Leblanc offers the following advice:
1. Take advantage of your capital gains exemption
The money you make from selling shares is called a capital gain. Every Canadian is entitled to a lifetime capital gains exemption, meaning individuals are allowed a certain amount of capital gains they don’t have to pay tax on. This increases with inflation each year: in 2017, it was around $830,000. That means you only have to pay tax on any amount above that threshold.
How much the capital gains exemption will save you depends on which province or territory you live in and, of course, how much you’re paid for your shares. You also have to be eligible for the exemption. Here are the rules:
- You can’t be selling shares to a family member
- You or a family member must have owned the shares during the 24 months before the sale
- At least 50 percent of the company’s assets in that 24-month period must have been used for business purposes in Canada
- When you sell the shares, at least 90 percent of your company’s assets—meaning anything the company owns that adds value to it—must be engaged in doing business in Canada
This is where that advance planning Leblanc mentioned pays off. “I remember a client who had just signed a letter of intent to sell shares, then found out they didn’t qualify for the exemption,” he says, “But by that point, the deal was done. It was too late to do anything about it.”
2. Set up a family trust
If you expect sharing your wealth within your family, you can look at setting up a family trust. In this scenario, you freeze the value of the shares in the company—locking them in at a fixed dollar figure. The trust then buys new shares at a nominal (i.e., low dollar-value) amount. Anyone who is part of the trust becomes a beneficiary, meaning that if company shares are later sold to someone outside of the trust, the value of that sale is spread across all family members.
How does this help with your tax situation?
“Because the money from the sale of shares is distributed across multiple family members, each person’s capital gain is only part of the total amount,” explains Leblanc. “So if you have four people in your family trust, for example, each of you can claim up to $830,000 in capital gains exemptions—so the total sale amount would have to exceed $3,320,000 for you to owe any tax.”
Leblanc notes some entrepreneurs use this family trust mechanism and then have family members pay them back whatever they have gained, so the proceeds of the sale of shares go to the business owner. He cautions that, under the law, those earnings belong to each family member. “Getting them to write you a cheque after the transaction could prompt the Canada Revenue Agency to step in and refuse it.”
Family trusts are complex legal instruments, so if you’re going to set one up, get the help of a lawyer.
3. Defer your taxes
Deferring taxes from share transfers won’t eliminate gains from your income but does allow you to put off paying them until a later date. Consider a deferral when the capital gains exemption isn’t an option or to further your capital gains exemption savings. Two ways to defer taxes are:
- Use a holding company—transfer your company’s “safe income” (for tax purposes, any leftover cash earned through your business) to a holding company. You can invest these earnings in the market and withdraw at a later time.
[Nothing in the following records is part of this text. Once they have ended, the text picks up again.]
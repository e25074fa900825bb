use std::convert::TryFrom;

use crate::error::Error;

#[cfg(test)]
#[path = "./tools_test.rs"]
mod tools_test;

/// parses a hex string, with or without "0x" prefix and "_" separators
pub fn parse_hex(s: &str) -> Result<u16, Error> {
    let x = s.replace("_", "").to_lowercase();
    let digits = if x.starts_with("0x") {
        &x[2..]
    } else if x.ends_with('h') {
        &x[..x.len() - 1]
    } else {
        &x[..]
    };
    u16::from_str_radix(digits, 16).map_err(|e| Error::InvalidNumber(s.to_owned(), e))
}

/// parses a hex string that must fit in a byte
pub fn parse_hex_u8(s: &str) -> Result<u8, Error> {
    let v = parse_hex(s)?;
    u8::try_from(v).map_err(|_| Error::OutOfRange(s.to_owned()))
}

pub fn hex_words(data: &[u16]) -> String {
    let strs: Vec<String> = data.iter().map(|w| format!("{:04X}", w)).collect();
    strs.join(",")
}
- Transfer your shares over time—if your intention is for a family member to take ownership of your business, you can sell the shares over an extended period of time to spread out the taxes you have to pay. This strategy is useful if you’re planning for your child to take ownership once they’re older.
Sell shares, not assets
One last bit of advice offered by Leblanc is that if you’re looking to raise cash, it’s always better to sell shares instead of assets. Buyers may want to purchase assets because of the tax benefits it gives them, but selling assets makes you ineligible for the capital gains exemption.
If you’re faced with a buyer who’s only willing to buy assets and you don’t have any other options, Leblanc advises asking for more money. Taking the favourable tax implications into account, the buyer is likely to be onboard with this.